Source data:
----

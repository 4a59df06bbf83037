//! Redirection mapping for the superset front end.
//!
//! The parser describes every redirection with one record: an instruction
//! name, a redirector (the descriptor side), a redirectee (the target side),
//! optional flags, and the here-document delimiter. This module folds that
//! record into the canonical redirect variants, including the superset-only
//! forms: descriptor variables (`{fd}>file`), here-strings, descriptor
//! moves, and the `&>` family.

use crate::ast::{
    DupKind, DupRedir, DupTarget, FdSpec, FileRedir, FileRedirKind, HeredocKind, HeredocRedir,
    Redirect, SingleArgRedir,
};
use crate::import::bash::word;
use crate::import::cursor::Cursor;
use crate::import::error::ImportError;
use crate::import::dup_target;

/// Reads a redirection list.
pub(crate) fn redirects(cur: &Cursor<'_>) -> Result<Vec<Redirect>, ImportError> {
    cur.elements()?.iter().map(redirect).collect()
}

/// Reads one redirection record.
pub(crate) fn redirect(cur: &Cursor<'_>) -> Result<Redirect, ImportError> {
    let instruction = cur.field("instruction")?;
    let instruction_name = instruction.str()?;
    let varassign = has_rflag(cur, "varassign")?;

    match instruction_name {
        "output_direction" => file(cur, FileRedirKind::To, varassign),
        "input_direction" => file(cur, FileRedirKind::From, varassign),
        "appending_to" => file(cur, FileRedirKind::Append, varassign),
        "input_output" => file(cur, FileRedirKind::FromTo, varassign),
        "output_force" => file(cur, FileRedirKind::Clobber, varassign),
        "reading_string" => file(cur, FileRedirKind::HereString, varassign),
        "reading_until" => heredoc(cur, false, varassign),
        "deblank_reading_until" => heredoc(cur, true, varassign),
        "duplicating_input" => dup(cur, DupKind::FromFd, TargetForm::Fd, false, varassign),
        "duplicating_output" => dup(cur, DupKind::ToFd, TargetForm::Fd, false, varassign),
        "duplicating_input_word" => dup(cur, DupKind::FromFd, TargetForm::Word, false, varassign),
        "duplicating_output_word" => dup(cur, DupKind::ToFd, TargetForm::Word, false, varassign),
        "move_input" => dup(cur, DupKind::FromFd, TargetForm::Fd, true, varassign),
        "move_output" => dup(cur, DupKind::ToFd, TargetForm::Fd, true, varassign),
        "move_input_word" => dup(cur, DupKind::FromFd, TargetForm::Word, true, varassign),
        "move_output_word" => dup(cur, DupKind::ToFd, TargetForm::Word, true, varassign),
        "close_this" => Ok(Redirect::SingleArg(SingleArgRedir::CloseThis {
            fd: fd_spec(cur, 0, varassign)?,
        })),
        "err_and_out" => Ok(Redirect::SingleArg(SingleArgRedir::ErrAndOut {
            target: redirectee_word(cur)?,
        })),
        "append_err_and_out" => Ok(Redirect::SingleArg(SingleArgRedir::AppendErrAndOut {
            target: redirectee_word(cur)?,
        })),
        other => Err(instruction.unsupported(format!(
            "redirection instruction `{other}` has no canonical mapping"
        ))),
    }
}

fn file(cur: &Cursor<'_>, kind: FileRedirKind, varassign: bool) -> Result<Redirect, ImportError> {
    Ok(Redirect::File(FileRedir {
        kind,
        fd: fd_spec(cur, kind.default_fd(), varassign)?,
        target: redirectee_word(cur)?,
    }))
}

fn heredoc(cur: &Cursor<'_>, strip_tabs: bool, varassign: bool) -> Result<Redirect, ImportError> {
    let body_cur = cur.field("redirectee")?.field("filename")?;
    // An unquoted delimiter makes the body subject to expansion; the parser
    // records the quoting on the body word.
    let kind = if word::has_flag(&body_cur, "quoted")? {
        HeredocKind::Here
    } else {
        HeredocKind::XHere
    };
    let delim = match cur.opt_field("here_doc_eof") {
        Some(eof) => Some(eof.str()?.to_owned()),
        None => None,
    };
    Ok(Redirect::Heredoc(HeredocRedir {
        kind,
        fd: fd_spec(cur, 0, varassign)?,
        body: word::word(&body_cur)?,
        strip_tabs,
        delim,
    }))
}

enum TargetForm {
    Fd,
    Word,
}

fn dup(
    cur: &Cursor<'_>,
    kind: DupKind,
    form: TargetForm,
    move_fd: bool,
    varassign: bool,
) -> Result<Redirect, ImportError> {
    let redirectee = cur.field("redirectee")?;
    let target = match form {
        TargetForm::Fd => DupTarget::Fd(redirectee.field("dest")?.u32()?),
        TargetForm::Word => dup_target(word::word(&redirectee.field("filename")?)?),
    };
    Ok(Redirect::Dup(DupRedir {
        kind,
        fd: fd_spec(cur, kind.default_fd(), varassign)?,
        target,
        move_fd,
    }))
}

/// Resolves the descriptor side of a record.
///
/// With `varassign` the redirector names a descriptor variable; otherwise it
/// carries a concrete descriptor, or nothing, in which case the operator's
/// default applies.
fn fd_spec(cur: &Cursor<'_>, default_fd: u32, varassign: bool) -> Result<FdSpec, ImportError> {
    let Some(redirector) = cur.opt_field("redirector") else {
        if varassign {
            return Err(cur.schema("varassign redirection carries no redirector"));
        }
        return Ok(FdSpec::Fixed(default_fd));
    };
    if varassign {
        let name = word::text(&redirector.field("filename")?)?;
        return Ok(FdSpec::Var(name));
    }
    match redirector.opt_field("dest") {
        Some(dest) => Ok(FdSpec::Fixed(dest.u32()?)),
        None => Ok(FdSpec::Fixed(default_fd)),
    }
}

fn redirectee_word(cur: &Cursor<'_>) -> Result<crate::ast::Word, ImportError> {
    word::word(&cur.field("redirectee")?.field("filename")?)
}

fn has_rflag(cur: &Cursor<'_>, flag: &str) -> Result<bool, ImportError> {
    let Some(rflags) = cur.opt_field("rflags") else {
        return Ok(false);
    };
    for entry in rflags.elements()? {
        if entry.str()? == flag {
            return Ok(true);
        }
    }
    Ok(false)
}
//! Word rendering with quote-mode-sensitive escaping.

use crate::ast::{ArgChar, ParamExp, ParamOp, Word};
use crate::print::{command, Dialect};

/// Escaping context for word characters.
#[derive(Debug, Clone, Copy, PartialEq, Eq)]
pub(crate) enum QuoteMode {
    /// Bare word position.
    Unquoted,
    /// Inside a double-quoted region.
    Quoted,
    /// Inside a here-document body.
    Heredoc,
}

/// Characters escaped in every context.
const ESCAPE_ALWAYS: &[char] = &['\'', '"', '`', '(', ')', '{', '}', '$', '&', '|', ';'];

/// Characters escaped only outside quotes.
const ESCAPE_UNQUOTED: &[char] = &['*', '?', '[', ']', '#', '<', '>', '~', ' '];

/// Renders one word.
pub(crate) fn print_word(word: &Word, mode: QuoteMode, dialect: Dialect) -> String {
    let mut out = String::new();
    for (i, ch) in word.iter().enumerate() {
        match ch {
            ArgChar::Char { ch, verbatim } => {
                if !*verbatim && *ch == '"' && mode == QuoteMode::Quoted {
                    out.push_str("\\\"");
                } else if !*verbatim && *ch == '$' && i + 1 < word.len() {
                    // A literal dollar followed by more text would read as an
                    // expansion when re-parsed.
                    out.push_str("\\$");
                } else {
                    out.push(*ch);
                }
            }
            ArgChar::Escaped(ch) => out.push_str(&escaped(*ch, mode)),
            ArgChar::Tilde(None) => out.push('~'),
            ArgChar::Tilde(Some(user)) => {
                out.push('~');
                out.push_str(user);
            }
            ArgChar::Arith(inner) => {
                out.push_str("$((");
                out.push_str(&print_word(inner, mode, dialect));
                out.push_str("))");
            }
            ArgChar::Param(param) => out.push_str(&print_param(param, mode, dialect)),
            ArgChar::Quoted(inner) => {
                out.push('"');
                out.push_str(&print_word(inner, QuoteMode::Quoted, dialect));
                out.push('"');
            }
            ArgChar::CommandSubst(node) => {
                let body = command::print_node(node, dialect);
                // `$((…))` would read as arithmetic; pad a subshell body.
                if body.starts_with('(') && body.ends_with(')') {
                    out.push_str(&format!("$( {body} )"));
                } else {
                    out.push_str(&format!("$({body})"));
                }
            }
        }
    }
    out
}

/// Renders a word list, space-separated.
pub(crate) fn print_words(words: &[Word], mode: QuoteMode, dialect: Dialect) -> String {
    words
        .iter()
        .map(|word| print_word(word, mode, dialect))
        .collect::<Vec<_>>()
        .join(" ")
}

fn escaped(ch: char, mode: QuoteMode) -> String {
    if ESCAPE_ALWAYS.contains(&ch)
        || (mode == QuoteMode::Unquoted && ESCAPE_UNQUOTED.contains(&ch))
    {
        format!("\\{ch}")
    } else {
        ch.to_string()
    }
}

fn print_param(param: &ParamExp, mode: QuoteMode, dialect: Dialect) -> String {
    if param.op == ParamOp::Length {
        return format!("${{#{}}}", param.name);
    }
    let mut out = format!("${{{}", param.name);
    if param.test_null {
        out.push(':');
    }
    out.push_str(param_op_str(param.op));
    out.push_str(&print_word(&param.word, mode, dialect));
    out.push('}');
    out
}

fn param_op_str(op: ParamOp) -> &'static str {
    match op {
        ParamOp::Normal | ParamOp::Length => "",
        ParamOp::Minus => "-",
        ParamOp::Plus => "+",
        ParamOp::Question => "?",
        ParamOp::Assign => "=",
        ParamOp::TrimR => "%",
        ParamOp::TrimRMax => "%%",
        ParamOp::TrimL => "#",
        ParamOp::TrimLMax => "##",
    }
}
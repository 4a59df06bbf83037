//! Tests for the POSIX-style importer: command structure mapping.

use serde_json::{json, Value};

use shcanon::ast::{AstNode, FdSpec, Redirect};
use shcanon::import::{posix, ImportOptions};
use shcanon::print::Dialect;

// ---------------------------------------------------------------------------
// Fixture helpers
// ---------------------------------------------------------------------------

/// A literal word in the POSIX parser's serialization: one `["C", code]`
/// entry per character.
fn lit(text: &str) -> Value {
    Value::Array(text.chars().map(|ch| json!(["C", ch as u32])).collect())
}

/// A bare simple command node.
fn cmd(text: &str) -> Value {
    let words: Vec<Value> = text.split_whitespace().map(lit).collect();
    json!(["Command", [1, [], words, []]])
}

fn import(value: &Value) -> AstNode {
    posix::import_program(value, &ImportOptions::default()).expect("fixture should import")
}

fn pretty(value: &Value, dialect: Dialect) -> String {
    import(value).pretty(dialect)
}

// ---------------------------------------------------------------------------
// Simple commands
// ---------------------------------------------------------------------------

#[test]
fn simple_command_words() {
    let tree = import(&cmd("echo hello world"));
    let AstNode::Simple(ref simple) = tree else {
        panic!("expected a simple command, got {tree:?}");
    };
    assert_eq!(simple.words.len(), 3);
    assert_eq!(simple.line, Some(1));
    assert_eq!(tree.pretty(Dialect::Posix), "echo hello world");
}

#[test]
fn simple_command_assignments() {
    let fixture = json!(["Command", [1, [["FOO", lit("bar")]], [], []]]);
    let tree = import(&fixture);
    let AstNode::Simple(ref simple) = tree else {
        panic!("expected a simple command, got {tree:?}");
    };
    assert_eq!(simple.assignments.len(), 1);
    assert_eq!(simple.assignments[0].name, "FOO");
    assert_eq!(tree.pretty(Dialect::Posix), "FOO=bar");
}

#[test]
fn assignment_prefix_before_words() {
    let fixture = json!(["Command", [1, [["X", lit("1")]], [lit("env")], []]]);
    assert_eq!(pretty(&fixture, Dialect::Posix), "X=1 env");
}

#[test]
fn empty_command_prints_nothing() {
    let fixture = json!(["Command", [-1, [], [], []]]);
    let tree = import(&fixture);
    assert!(tree.is_empty_command());
    assert_eq!(tree.pretty(Dialect::Posix), "");
}

// ---------------------------------------------------------------------------
// Connections
// ---------------------------------------------------------------------------

#[test]
fn pipeline() {
    let fixture = json!(["Pipe", [false, [cmd("ls"), cmd("wc -l")]]]);
    let tree = import(&fixture);
    let AstNode::Pipe(ref pipe) = tree else {
        panic!("expected a pipeline, got {tree:?}");
    };
    assert!(!pipe.background);
    assert_eq!(pipe.commands.len(), 2);
    assert_eq!(tree.pretty(Dialect::Posix), "ls | wc -l");
}

#[test]
fn background_pipeline_wraps_in_braces() {
    let fixture = json!(["Pipe", [true, [cmd("ls"), cmd("wc -l")]]]);
    assert_eq!(pretty(&fixture, Dialect::Bash), "{ ls | wc -l; } &");
    assert_eq!(pretty(&fixture, Dialect::Posix), "{ ls | wc -l } &");
}

#[test]
fn and_or_operands_are_braced() {
    let fixture = json!(["And", [cmd("true"), cmd("echo yes")]]);
    let tree = import(&fixture);
    let AstNode::And(ref and) = tree else {
        panic!("expected an and node, got {tree:?}");
    };
    assert!(!and.no_braces);
    assert_eq!(tree.pretty(Dialect::Bash), "{ true; } && { echo yes; }");
    assert_eq!(tree.pretty(Dialect::Posix), "{ true } && { echo yes }");

    let fixture = json!(["Or", [cmd("false"), cmd("echo no")]]);
    assert_eq!(pretty(&fixture, Dialect::Bash), "{ false; } || { echo no; }");
}

#[test]
fn explicit_semi_keeps_the_semicolon() {
    let fixture = json!(["Semi", [cmd("a"), cmd("b")]]);
    let tree = import(&fixture);
    let AstNode::Semi(ref semi) = tree else {
        panic!("expected a semi node, got {tree:?}");
    };
    assert!(semi.semicolon);
    assert_eq!(tree.pretty(Dialect::Posix), "a ; b");
}

#[test]
fn top_level_list_folds_with_newline_sequencing() {
    let fixture = json!([cmd("a"), cmd("b"), cmd("c")]);
    let tree = import(&fixture);
    let AstNode::Semi(ref semi) = tree else {
        panic!("expected a semi chain, got {tree:?}");
    };
    assert!(!semi.semicolon);
    assert_eq!(tree.pretty(Dialect::Posix), "a\nb\nc");
}

#[test]
fn empty_program_is_the_empty_command() {
    let tree = import(&json!([]));
    assert!(tree.is_empty_command());
}

#[test]
fn negation() {
    let fixture = json!(["Not", cmd("probe")]);
    assert_eq!(pretty(&fixture, Dialect::Bash), "! { probe; }");
    assert_eq!(pretty(&fixture, Dialect::Posix), "! { probe }");
}

// ---------------------------------------------------------------------------
// Compounds
// ---------------------------------------------------------------------------

#[test]
fn if_without_else() {
    let fixture = json!(["If", [cmd("true"), cmd("echo y"), null]]);
    assert_eq!(pretty(&fixture, Dialect::Posix), "if true; then echo y; fi");
}

#[test]
fn if_with_empty_else_closes_directly() {
    let empty = json!(["Command", [-1, [], [], []]]);
    let fixture = json!(["If", [cmd("true"), cmd("echo y"), empty]]);
    assert_eq!(pretty(&fixture, Dialect::Posix), "if true; then echo y; fi");
}

#[test]
fn if_else_chain_prints_elif() {
    let inner = json!(["If", [cmd("other"), cmd("echo o"), null]]);
    let fixture = json!(["If", [cmd("first"), cmd("echo f"), inner]]);
    assert_eq!(
        pretty(&fixture, Dialect::Posix),
        "if first; then echo f; elif other; then echo o; fi"
    );
}

#[test]
fn while_loop() {
    let fixture = json!(["While", [cmd("probe"), cmd("work")]]);
    assert_eq!(pretty(&fixture, Dialect::Posix), "while probe; do work; done");
}

#[test]
fn for_loop() {
    let fixture = json!(["For", [1, [lit("a"), lit("b")], cmd("echo x"), "i"]]);
    assert_eq!(
        pretty(&fixture, Dialect::Posix),
        "for i in a b; do echo x; done"
    );
}

#[test]
fn case_with_two_arms() {
    let fixture = json!(["Case", [
        1,
        lit("target"),
        [
            {"cpattern": [lit("a"), lit("b")], "cbody": cmd("echo ab")},
            {"cpattern": [lit("*")], "cbody": null}
        ]
    ]]);
    assert_eq!(
        pretty(&fixture, Dialect::Posix),
        "case target in a|b) echo ab;; *) ;; esac"
    );
}

#[test]
fn function_definition() {
    let fixture = json!(["Defun", [1, "greet", cmd("echo hi")]]);
    let tree = import(&fixture);
    let AstNode::Defun(ref defun) = tree else {
        panic!("expected a function definition, got {tree:?}");
    };
    assert!(!defun.reserved_word);
    assert_eq!(tree.pretty(Dialect::Posix), "greet () {\necho hi\n}");
    // The portable form is also the superset form without the keyword.
    assert_eq!(tree.pretty(Dialect::Bash), "greet () {\necho hi\n}");
}

#[test]
fn subshell() {
    let fixture = json!(["Subshell", [1, json!(["Semi", [cmd("a"), cmd("b")]]), []]]);
    assert_eq!(pretty(&fixture, Dialect::Posix), "( a ; b )");
}

#[test]
fn background_job() {
    let fixture = json!(["Background", [1, cmd("sleep 1"), []]]);
    let tree = import(&fixture);
    let AstNode::Background(ref bg) = tree else {
        panic!("expected a background node, got {tree:?}");
    };
    assert!(!bg.after_ampersand);
    assert!(!bg.no_braces);
    assert_eq!(tree.pretty(Dialect::Bash), "{ sleep 1; } &");
}

#[test]
fn redirections_attach_to_wrapped_command() {
    let fixture = json!(["Redir", [
        1,
        cmd("work"),
        [["File", ["To", 1, lit("out.log")]]]
    ]]);
    let tree = import(&fixture);
    let AstNode::Redir(ref redir) = tree else {
        panic!("expected a redir node, got {tree:?}");
    };
    assert_eq!(redir.redirects.len(), 1);
    match &redir.redirects[0] {
        Redirect::File(file) => assert_eq!(file.fd, FdSpec::Fixed(1)),
        other => panic!("expected a file redirect, got {other:?}"),
    }
    assert_eq!(tree.pretty(Dialect::Posix), "work > out.log");
}

#[test]
fn import_is_deterministic() {
    let fixture = json!([
        cmd("a"),
        json!(["If", [cmd("true"), cmd("echo y"), null]]),
        json!(["Pipe", [false, [cmd("ls"), cmd("wc")]]])
    ]);
    assert_eq!(import(&fixture), import(&fixture));
}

----

WORK INSTRUCTIONS: Lines above with "FdSpec" in them are the ones to copy.

ANSWER SPACE:
    DupKind, DupRedir, DupTarget, FdSpec, FileRedir, FileRedirKind, HeredocKind, HeredocRedir,
fn fd_spec(cur: &Cursor<'_>, default_fd: u32, varassign: bool) -> Result<FdSpec, ImportError> {
        return Ok(FdSpec::Fixed(default_fd));
        return Ok(FdSpec::Var(name));
        Some(dest) => Ok(FdSpec::Fixed(dest.u32()?)),
        None => Ok(FdSpec::Fixed(default_fd)),
use shcanon::ast::{AstNode, FdSpec, Redirect};
        Redirect::File(file) => assert_eq!(file.fd, FdSpec::Fixed(1)),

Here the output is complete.